During the funeral procession of cholera victims, Health Minister Khumbize Chiponda called for people to be extra careful when handling the bodies.
According to the minister, chlorinated water and plastic bags should be used for proper decontamination procedures.
The minister called for people to use proper decontamination procedures with chlorine and plastic body bags.
A total of 30,621 cases and 1,002 deaths have been confirmed since the outbreak began, resulting in a case fatality rate of 3.27%, she added.
A WHO program distributed 2.7 million doses of cholera vaccine to clinics in the country, but supplies are running low, according to health officials last week.
On March 3, 2022, the Ministry of Health announced an outbreak of cholera in the country.

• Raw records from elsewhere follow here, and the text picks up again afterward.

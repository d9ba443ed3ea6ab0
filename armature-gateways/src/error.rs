//! Error types for gateway operations

use thiserror::Error;

/// Gateway error types
///
/// Payment declines are not errors: a rejected or failed payment comes back as
/// a [`TransactionResult`](crate::TransactionResult). These variants describe
/// integration bugs, malformed wire data and transport outages.
#[derive(Error, Debug)]
pub enum GatewayError {
    /// A field the gateway needs was not supplied
    #[error("Missing required field: {0}")]
    MissingRequiredField(&'static str),

    /// Card brand has no mapping for this gateway
    #[error("Unsupported card brand: {0}")]
    UnsupportedCardBrand(String),

    /// Currency has no mapping for this gateway
    #[error("Unsupported currency: {0}")]
    UnsupportedCurrency(String),

    /// Amount is zero or negative
    #[error("Invalid amount: {0}")]
    InvalidAmount(i64),

    /// Details reference token could not be decoded
    #[error("Malformed reference: {0}")]
    MalformedReference(String),

    /// Response body could not be parsed
    #[error("Malformed response: {0}")]
    MalformedResponse(String),

    /// Response status class is not one the gateway defines
    #[error("Unexpected HTTP status: {0}")]
    UnexpectedStatus(u16),

    /// Gateway does not offer this operation
    #[error("{gateway} does not support {operation}")]
    UnsupportedOperation {
        /// Gateway name.
        gateway: &'static str,
        /// Operation name.
        operation: &'static str,
    },

    /// Request body could not be serialized
    #[error("Failed to encode request: {0}")]
    Encoding(String),

    /// Network error, timeout or other transport failure
    #[error("Transport error: {0}")]
    Transport(String),

    /// Configuration error
    #[error("Configuration error: {0}")]
    Config(String),
}

impl GatewayError {
    /// Whether the error was raised while validating input, before any
    /// request left the process.
    pub fn is_validation(&self) -> bool {
        matches!(
            self,
            Self::MissingRequiredField(_)
                | Self::UnsupportedCardBrand(_)
                | Self::UnsupportedCurrency(_)
                | Self::InvalidAmount(_)
                | Self::MalformedReference(_)
                | Self::UnsupportedOperation { .. }
        )
    }

    /// Whether repeating the call might succeed.
    ///
    /// Only transport failures qualify. Retrying is the caller's decision;
    /// a retry must generate a fresh gateway reference.
    pub fn is_retryable(&self) -> bool {
        matches!(self, Self::Transport(_))
    }
}

impl From<reqwest::Error> for GatewayError {
    fn from(err: reqwest::Error) -> Self {
        // reqwest includes the URL but never the request body
        GatewayError::Transport(err.to_string())
    }
}

impl From<serde_json::Error> for GatewayError {
    fn from(err: serde_json::Error) -> Self {
        GatewayError::Config(err.to_string())
    }
}

/// Result type for gateway operations
pub type GatewayResult<T> = Result<T, GatewayError>;

#[cfg(test)]
mod tests {
    use super::*;

    #[test]
    fn test_error_display() {
        let err = GatewayError::MissingRequiredField("currency");
        assert_eq!(err.to_string(), "Missing required field: currency");

        let err = GatewayError::UnexpectedStatus(500);
        assert_eq!(err.to_string(), "Unexpected HTTP status: 500");

        let err = GatewayError::UnsupportedOperation {
            gateway: "paydollar",
            operation: "fetch status",
        };
        assert_eq!(err.to_string(), "paydollar does not support fetch status");
    }

    #[test]
    fn test_error_classification() {
        assert!(GatewayError::UnsupportedCardBrand("laser".into()).is_validation());
        assert!(GatewayError::MissingRequiredField("order_id").is_validation());
        assert!(!GatewayError::MalformedResponse("empty".into()).is_validation());
        assert!(!GatewayError::UnexpectedStatus(404).is_validation());

        assert!(GatewayError::Transport("timed out".into()).is_retryable());
        assert!(!GatewayError::UnexpectedStatus(503).is_retryable());
    }
}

Cholera in Malawi: situation at a glance
According to WHO reports, the wet season is the peak time for outbreaks of cholera in Malawi.

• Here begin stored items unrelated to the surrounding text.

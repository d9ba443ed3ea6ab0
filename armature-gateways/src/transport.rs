//! HTTP transport collaborator
//!
//! The core never opens connections itself. It hands an encoded body to a
//! [`Transport`] and gets back status, headers and body for every status
//! class, including redirects, which carry payment results for some
//! gateways.

use crate::error::GatewayResult;
use async_trait::async_trait;
use http::HeaderMap;
use std::fmt;
use std::time::Duration;

/// Response exactly as received from the wire
///
/// The body may contain card data echoed by the processor. It is only
/// reachable through [`RawWireResponse::sanitize`](crate::sanitize) and
/// `Debug` prints its length, not its content.
pub struct RawWireResponse {
    status: u16,
    headers: HeaderMap,
    body: String,
}

impl RawWireResponse {
    /// Create a response
    pub fn new(status: u16, headers: HeaderMap, body: impl Into<String>) -> Self {
        Self {
            status,
            headers,
            body: body.into(),
        }
    }

    /// HTTP status code
    pub fn status(&self) -> u16 {
        self.status
    }

    pub(crate) fn into_parts(self) -> (u16, HeaderMap, String) {
        (self.status, self.headers, self.body)
    }
}

impl fmt::Debug for RawWireResponse {
    fn fmt(&self, f: &mut fmt::Formatter<'_>) -> fmt::Result {
        f.debug_struct("RawWireResponse")
            .field("status", &self.status)
            .field("headers", &self.headers.len())
            .field("body_len", &self.body.len())
            .finish()
    }
}

/// Executes one request/response exchange.
///
/// Implementations own connection handling, TLS, timeouts and any retry
/// policy. Network failures must be returned as
/// [`GatewayError::Transport`](crate::GatewayError::Transport); non-2xx
/// statuses are not failures at this level.
#[async_trait]
pub trait Transport: Send + Sync {
    /// POST `body` to `endpoint`
    async fn post(
        &self,
        endpoint: &str,
        body: String,
        headers: HeaderMap,
    ) -> GatewayResult<RawWireResponse>;
}

/// Transport configuration
#[derive(Debug, Clone)]
pub struct TransportConfig {
    /// Total request timeout.
    pub timeout: Duration,
    /// Connection timeout.
    pub connect_timeout: Duration,
    /// User agent string.
    pub user_agent: String,
}

impl Default for TransportConfig {
    fn default() -> Self {
        Self {
            timeout: Duration::from_secs(30),
            connect_timeout: Duration::from_secs(10),
            user_agent: format!("armature-gateways/{}", env!("CARGO_PKG_VERSION")),
        }
    }
}

/// [`Transport`] backed by `reqwest`
///
/// Redirects are never followed: a 3xx is handed back as is.
#[derive(Debug, Clone)]
pub struct ReqwestTransport {
    client: reqwest::Client,
}

impl ReqwestTransport {
    /// Create with default configuration
    pub fn new() -> GatewayResult<Self> {
        Self::with_config(TransportConfig::default())
    }

    /// Create with custom configuration
    pub fn with_config(config: TransportConfig) -> GatewayResult<Self> {
        let client = reqwest::Client::builder()
            .redirect(reqwest::redirect::Policy::none())
            .timeout(config.timeout)
            .connect_timeout(config.connect_timeout)
            .user_agent(config.user_agent)
            .build()?;

        Ok(Self { client })
    }

    /// Wrap an existing client. It should not follow redirects.
    pub fn from_client(client: reqwest::Client) -> Self {
        Self { client }
    }
}

#[async_trait]
impl Transport for ReqwestTransport {
    async fn post(
        &self,
        endpoint: &str,
        body: String,
        headers: HeaderMap,
    ) -> GatewayResult<RawWireResponse> {
        let response = self
            .client
            .post(endpoint)
            .headers(headers)
            .body(body)
            .send()
            .await?;

        let status = response.status().as_u16();
        let headers = response.headers().clone();
        let body = response.text().await?;

        tracing::trace!(status, body_len = body.len(), "Transport response received");

        Ok(RawWireResponse::new(status, headers, body))
    }
}

#[cfg(test)]
mod tests {
    use super::*;

    #[test]
    fn test_raw_response_debug_hides_body() {
        let raw = RawWireResponse::new(200, HeaderMap::new(), "<CVV>123</CVV>");
        let debug = format!("{:?}", raw);
        assert!(!debug.contains("123"));
        assert!(debug.contains("body_len"));
    }

    #[test]
    fn test_transport_config_default() {
        let config = TransportConfig::default();
        assert_eq!(config.timeout, Duration::from_secs(30));
        assert!(config.user_agent.starts_with("armature-gateways/"));
    }

    #[test]
    fn test_reqwest_transport_builds() {
        assert!(ReqwestTransport::new().is_ok());
    }
}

Cholera cases have plagued the country since 1998, resulting in significant morbidity and mortality, especially in the south due to its low-lying, flat, and flood-prone terrain. The population displaced due these floods becomes an easy target of cholera.

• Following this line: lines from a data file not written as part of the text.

//! Payment types and data structures

use crate::error::{GatewayError, GatewayResult};
use crate::money::Money;
use secrecy::{ExposeSecret, SecretString};
use serde::Serialize;
use std::fmt;

/// Card brand
#[derive(Debug, Clone, Copy, PartialEq, Eq, Hash, Serialize)]
#[serde(rename_all = "snake_case")]
pub enum CardBrand {
    Visa,
    MasterCard,
    AmericanExpress,
    DinersClub,
    Jcb,
    Discover,
}

impl CardBrand {
    /// Parse from a brand name, accepting the usual aliases
    pub fn from_name(name: &str) -> Option<Self> {
        match name.trim().to_lowercase().as_str() {
            "visa" => Some(Self::Visa),
            "master" | "master_card" | "mastercard" | "mc" => Some(Self::MasterCard),
            "amex" | "american_express" | "americanexpress" => Some(Self::AmericanExpress),
            "diners" | "diners_club" | "dinersclub" => Some(Self::DinersClub),
            "jcb" => Some(Self::Jcb),
            "discover" => Some(Self::Discover),
            _ => None,
        }
    }

    /// Detect brand from the card number prefix
    pub fn detect(number: &str) -> Option<Self> {
        let digits: String = number.chars().filter(|c| c.is_ascii_digit()).collect();
        let prefix = |len: usize| -> u32 {
            digits
                .get(..len)
                .and_then(|p| p.parse().ok())
                .unwrap_or(0)
        };

        match (prefix(1), prefix(2), prefix(3), prefix(4)) {
            (4, ..) => Some(Self::Visa),
            (_, 34 | 37, ..) => Some(Self::AmericanExpress),
            (_, 51..=55, ..) | (.., 2221..=2720) => Some(Self::MasterCard),
            (_, 36 | 38, ..) | (_, _, 300..=305, _) => Some(Self::DinersClub),
            (.., 3528..=3589) => Some(Self::Jcb),
            (.., 6011) | (_, 65, ..) => Some(Self::Discover),
            _ => None,
        }
    }

    /// Canonical lowercase name
    pub fn as_str(&self) -> &'static str {
        match self {
            Self::Visa => "visa",
            Self::MasterCard => "master",
            Self::AmericanExpress => "american_express",
            Self::DinersClub => "diners_club",
            Self::Jcb => "jcb",
            Self::Discover => "discover",
        }
    }
}

impl fmt::Display for CardBrand {
    fn fmt(&self, f: &mut fmt::Formatter<'_>) -> fmt::Result {
        f.write_str(self.as_str())
    }
}

/// Card details
///
/// Number and verification code are secrets and never show up in `Debug`.
#[derive(Debug)]
pub struct CreditCard {
    number: SecretString,
    month: u8,
    year: u16,
    verification_value: Option<SecretString>,
    first_name: String,
    last_name: String,
    brand: Option<String>,
}

impl CreditCard {
    /// Create a card from number and expiry
    pub fn new(number: impl Into<String>, month: u8, year: u16) -> Self {
        Self {
            number: SecretString::new(number.into().into()),
            month,
            year,
            verification_value: None,
            first_name: String::new(),
            last_name: String::new(),
            brand: None,
        }
    }

    /// With verification code (CVV/CVC)
    pub fn verification_value(mut self, value: impl Into<String>) -> Self {
        self.verification_value = Some(SecretString::new(value.into().into()));
        self
    }

    /// With holder name
    pub fn holder(mut self, first_name: impl Into<String>, last_name: impl Into<String>) -> Self {
        self.first_name = first_name.into();
        self.last_name = last_name.into();
        self
    }

    /// With explicit brand name (otherwise detected from the number)
    pub fn brand(mut self, brand: impl Into<String>) -> Self {
        self.brand = Some(brand.into());
        self
    }

    /// Card number
    pub fn number(&self) -> &str {
        self.number.expose_secret()
    }

    /// Verification code
    pub fn cvv(&self) -> Option<&str> {
        self.verification_value.as_ref().map(|v| v.expose_secret())
    }

    /// Expiry month (1-12)
    pub fn month(&self) -> u8 {
        self.month
    }

    /// Expiry year (four digits)
    pub fn year(&self) -> u16 {
        self.year
    }

    /// Expiry as `MMYY`
    pub fn expiry_mmyy(&self) -> String {
        format!("{:02}{:02}", self.month, self.year % 100)
    }

    /// Holder first name
    pub fn first_name(&self) -> &str {
        &self.first_name
    }

    /// Holder last name
    pub fn last_name(&self) -> &str {
        &self.last_name
    }

    /// Full holder name
    pub fn holder_name(&self) -> String {
        [self.first_name.as_str(), self.last_name.as_str()]
            .into_iter()
            .filter(|s| !s.is_empty())
            .collect::<Vec<_>>()
            .join(" ")
    }

    /// Resolve the brand: the explicit name if one was given, else the number
    /// prefix.
    pub fn resolve_brand(&self) -> GatewayResult<CardBrand> {
        match &self.brand {
            Some(name) => CardBrand::from_name(name)
                .ok_or_else(|| GatewayError::UnsupportedCardBrand(name.clone())),
            None => CardBrand::detect(self.number())
                .ok_or_else(|| GatewayError::UnsupportedCardBrand("unknown".to_string())),
        }
    }
}

/// Billing address
#[derive(Debug, Clone, Default, PartialEq, Eq, Serialize)]
pub struct BillingAddress {
    pub first_name: Option<String>,
    pub last_name: Option<String>,
    pub street: Option<String>,
    pub city: Option<String>,
    pub state: Option<String>,
    pub postal_code: Option<String>,
}

/// Normalized payment intent
///
/// Built once through [`PaymentIntent::builder`] and read-only afterwards.
/// Presence of gateway-specific required fields is checked when the intent
/// is encoded, so one intent type serves every gateway.
#[derive(Debug)]
pub struct PaymentIntent {
    amount: Money,
    currency: Option<String>,
    order_id: Option<String>,
    card: Option<CreditCard>,
    billing: BillingAddress,
    language: Option<String>,
    country: Option<String>,
    return_url: Option<String>,
    ip_address: Option<String>,
}

impl PaymentIntent {
    /// Start building an intent
    pub fn builder() -> PaymentIntentBuilder {
        PaymentIntentBuilder::default()
    }

    /// Amount in smallest currency unit
    pub fn amount(&self) -> Money {
        self.amount
    }

    /// Currency code
    pub fn currency(&self) -> Option<&str> {
        self.currency.as_deref()
    }

    /// Caller-assigned order id
    pub fn order_id(&self) -> Option<&str> {
        self.order_id.as_deref()
    }

    /// Card
    pub fn card(&self) -> Option<&CreditCard> {
        self.card.as_ref()
    }

    /// Billing address
    pub fn billing(&self) -> &BillingAddress {
        &self.billing
    }

    /// Language code
    pub fn language(&self) -> Option<&str> {
        self.language.as_deref()
    }

    /// Country code
    pub fn country(&self) -> Option<&str> {
        self.country.as_deref()
    }

    /// Return URL for hosted flows
    pub fn return_url(&self) -> Option<&str> {
        self.return_url.as_deref()
    }

    /// Customer IP address
    pub fn ip_address(&self) -> Option<&str> {
        self.ip_address.as_deref()
    }

    /// Positive amount or `InvalidAmount`
    pub(crate) fn require_amount(&self) -> GatewayResult<Money> {
        if self.amount.is_positive() {
            Ok(self.amount)
        } else {
            Err(GatewayError::InvalidAmount(self.amount.minor_units()))
        }
    }

    /// Card or `MissingRequiredField("card")`
    pub(crate) fn require_card(&self) -> GatewayResult<&CreditCard> {
        self.card
            .as_ref()
            .ok_or(GatewayError::MissingRequiredField("card"))
    }
}

/// Builder for [`PaymentIntent`]
#[derive(Debug, Default)]
pub struct PaymentIntentBuilder {
    amount: Option<Money>,
    currency: Option<String>,
    order_id: Option<String>,
    card: Option<CreditCard>,
    billing: BillingAddress,
    language: Option<String>,
    country: Option<String>,
    return_url: Option<String>,
    ip_address: Option<String>,
}

impl PaymentIntentBuilder {
    /// Amount in smallest currency unit
    pub fn amount(mut self, amount: impl Into<Money>) -> Self {
        self.amount = Some(amount.into());
        self
    }

    /// Currency code (ISO 4217)
    pub fn currency(mut self, currency: impl Into<String>) -> Self {
        self.currency = Some(currency.into());
        self
    }

    /// Order id
    pub fn order_id(mut self, order_id: impl Into<String>) -> Self {
        self.order_id = Some(order_id.into());
        self
    }

    /// Card
    pub fn card(mut self, card: CreditCard) -> Self {
        self.card = Some(card);
        self
    }

    /// Billing address
    pub fn billing(mut self, billing: BillingAddress) -> Self {
        self.billing = billing;
        self
    }

    /// Language code
    pub fn language(mut self, language: impl Into<String>) -> Self {
        self.language = Some(language.into());
        self
    }

    /// Country code (ISO 3166 alpha-2)
    pub fn country(mut self, country: impl Into<String>) -> Self {
        self.country = Some(country.into());
        self
    }

    /// Return URL for hosted flows
    pub fn return_url(mut self, url: impl Into<String>) -> Self {
        self.return_url = Some(url.into());
        self
    }

    /// Customer IP address
    pub fn ip_address(mut self, ip: impl Into<String>) -> Self {
        self.ip_address = Some(ip.into());
        self
    }

    /// Finish building
    pub fn build(self) -> PaymentIntent {
        PaymentIntent {
            amount: self.amount.unwrap_or(Money::new(0)),
            currency: non_blank(self.currency),
            order_id: non_blank(self.order_id),
            card: self.card,
            billing: self.billing,
            language: non_blank(self.language),
            country: non_blank(self.country),
            return_url: non_blank(self.return_url),
            ip_address: non_blank(self.ip_address),
        }
    }
}

/// Canonical transaction outcome
#[derive(Debug, Clone, Copy, PartialEq, Eq, Hash, Serialize)]
#[serde(rename_all = "lowercase")]
pub enum Outcome {
    Success,
    Pending,
    Rejected,
    Failed,
}

impl Outcome {
    fn default_message(&self) -> &'static str {
        match self {
            Self::Success => "Success",
            Self::Pending => "Pending",
            Self::Rejected => "Rejected",
            Self::Failed => "Failed",
        }
    }
}

impl fmt::Display for Outcome {
    fn fmt(&self, f: &mut fmt::Formatter<'_>) -> fmt::Result {
        f.write_str(self.default_message())
    }
}

/// Uniform result of one gateway call
///
/// Blank optional values are stored as `None`. An authorization code is
/// never kept on a rejected or failed result.
#[derive(Debug, Clone, PartialEq, Eq, Serialize)]
pub struct TransactionResult {
    outcome: Outcome,
    message: String,
    authorization: Option<String>,
    order_id: Option<String>,
    action_url: Option<String>,
    status: Option<String>,
    fraud_review: Option<String>,
    avs_result: Option<String>,
    cvv_result: Option<String>,
    test: bool,
    raw_response: Option<String>,
}

impl TransactionResult {
    /// Create a result; a blank message is replaced by the outcome's name
    pub fn new(outcome: Outcome, message: impl Into<String>) -> Self {
        let message = message.into();
        let message = if message.trim().is_empty() {
            outcome.default_message().to_string()
        } else {
            message
        };

        Self {
            outcome,
            message,
            authorization: None,
            order_id: None,
            action_url: None,
            status: None,
            fraud_review: None,
            avs_result: None,
            cvv_result: None,
            test: false,
            raw_response: None,
        }
    }

    /// With authorization code (dropped for rejected/failed outcomes)
    pub fn with_authorization(mut self, authorization: Option<String>) -> Self {
        self.authorization = match self.outcome {
            Outcome::Rejected | Outcome::Failed => None,
            Outcome::Success | Outcome::Pending => non_blank(authorization),
        };
        self
    }

    /// With provider-reported order id
    pub fn with_order_id(mut self, order_id: Option<String>) -> Self {
        self.order_id = non_blank(order_id);
        self
    }

    /// With action URL for hosted flows
    pub fn with_action_url(mut self, action_url: Option<String>) -> Self {
        self.action_url = non_blank(action_url);
        self
    }

    /// With provider status id
    pub fn with_status(mut self, status: Option<String>) -> Self {
        self.status = non_blank(status);
        self
    }

    /// With fraud, AVS and CVV verdicts
    pub fn with_verdicts(
        mut self,
        fraud_review: Option<String>,
        avs_result: Option<String>,
        cvv_result: Option<String>,
    ) -> Self {
        self.fraud_review = non_blank(fraud_review);
        self.avs_result = non_blank(avs_result);
        self.cvv_result = non_blank(cvv_result);
        self
    }

    /// Mark as produced by the test endpoint
    pub fn with_test(mut self, test: bool) -> Self {
        self.test = test;
        self
    }

    /// Attach the sanitized response body
    pub(crate) fn with_raw_response(mut self, body: String) -> Self {
        self.raw_response = Some(body);
        self
    }

    pub fn outcome(&self) -> Outcome {
        self.outcome
    }

    pub fn message(&self) -> &str {
        &self.message
    }

    pub fn authorization(&self) -> Option<&str> {
        self.authorization.as_deref()
    }

    pub fn order_id(&self) -> Option<&str> {
        self.order_id.as_deref()
    }

    pub fn action_url(&self) -> Option<&str> {
        self.action_url.as_deref()
    }

    pub fn status(&self) -> Option<&str> {
        self.status.as_deref()
    }

    pub fn fraud_review(&self) -> Option<&str> {
        self.fraud_review.as_deref()
    }

    pub fn avs_result(&self) -> Option<&str> {
        self.avs_result.as_deref()
    }

    pub fn cvv_result(&self) -> Option<&str> {
        self.cvv_result.as_deref()
    }

    pub fn is_test(&self) -> bool {
        self.test
    }

    /// Sanitized response body
    pub fn raw_response(&self) -> Option<&str> {
        self.raw_response.as_deref()
    }

    pub fn is_success(&self) -> bool {
        self.outcome == Outcome::Success
    }

    pub fn is_pending(&self) -> bool {
        self.outcome == Outcome::Pending
    }
}

/// Trim and drop empty strings
pub(crate) fn non_blank(value: Option<String>) -> Option<String> {
    value
        .map(|v| v.trim().to_string())
        .filter(|v| !v.is_empty())
}

/// Borrowed required value or `MissingRequiredField`
pub(crate) fn required<'a>(value: Option<&'a str>, field: &'static str) -> GatewayResult<&'a str> {
    value
        .filter(|v| !v.trim().is_empty())
        .ok_or(GatewayError::MissingRequiredField(field))
}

Cholera frequently strikes the south-African nation during the rainy season from November to March, but the contamination spiked during and after the festive season this time. Approximately 100 deaths are recorded each year.
This outbreak is traced to tropical storm Ana (January 2022) and Cyclone Gombe (March 2022) which caused floods, displacing a population with low immunity that now lacks access to safe water, sanitation, and hygiene.
Malawi has cholera cases due to low immunity levels in many districts reporting confirmed cases
According to WHO, several factors have contributed to the onset and spread of cholera in the two districts affected by the epidemic, including
- Tropical storms and floods
- Inadequate hygiene and sanitation
- Safe drinking water is limited
- Open defecation
- Delay in seeking care
Some of the other difficulties faced by the nation in this fight are poor capacity for sample collection, transportation, and diagnosis in the affected areas mainly due to the difficult access following floods.
Also, this outbreak poses a threat of cross-border transmission in Mozambique. The country shares a border with Malawi and both countries see a significant cross-border movement of people.
Previously, the country declared an outbreak of wild poliovirus type 1 in February 2022 after a case was found in a young child in the capital city of Lilongwe. This was the first case in Africa since 2015 and was a matter of huge concern as the African continent was announced free of wild poliovirus in 2020.
The healthcare system in Malawi faces many challenges, similar to those in much of sub-Saharan Africa. The average life expectancy in Malawi is 39 years, and there are only two physicians per 100,000 people. Healthcare infrastructure in the country is strained by a high prevalence of HIV, malaria, TB, and other infectious diseases. Malawi’s health system ranks 185th out of 190 countries, according to the World Health Organization Report.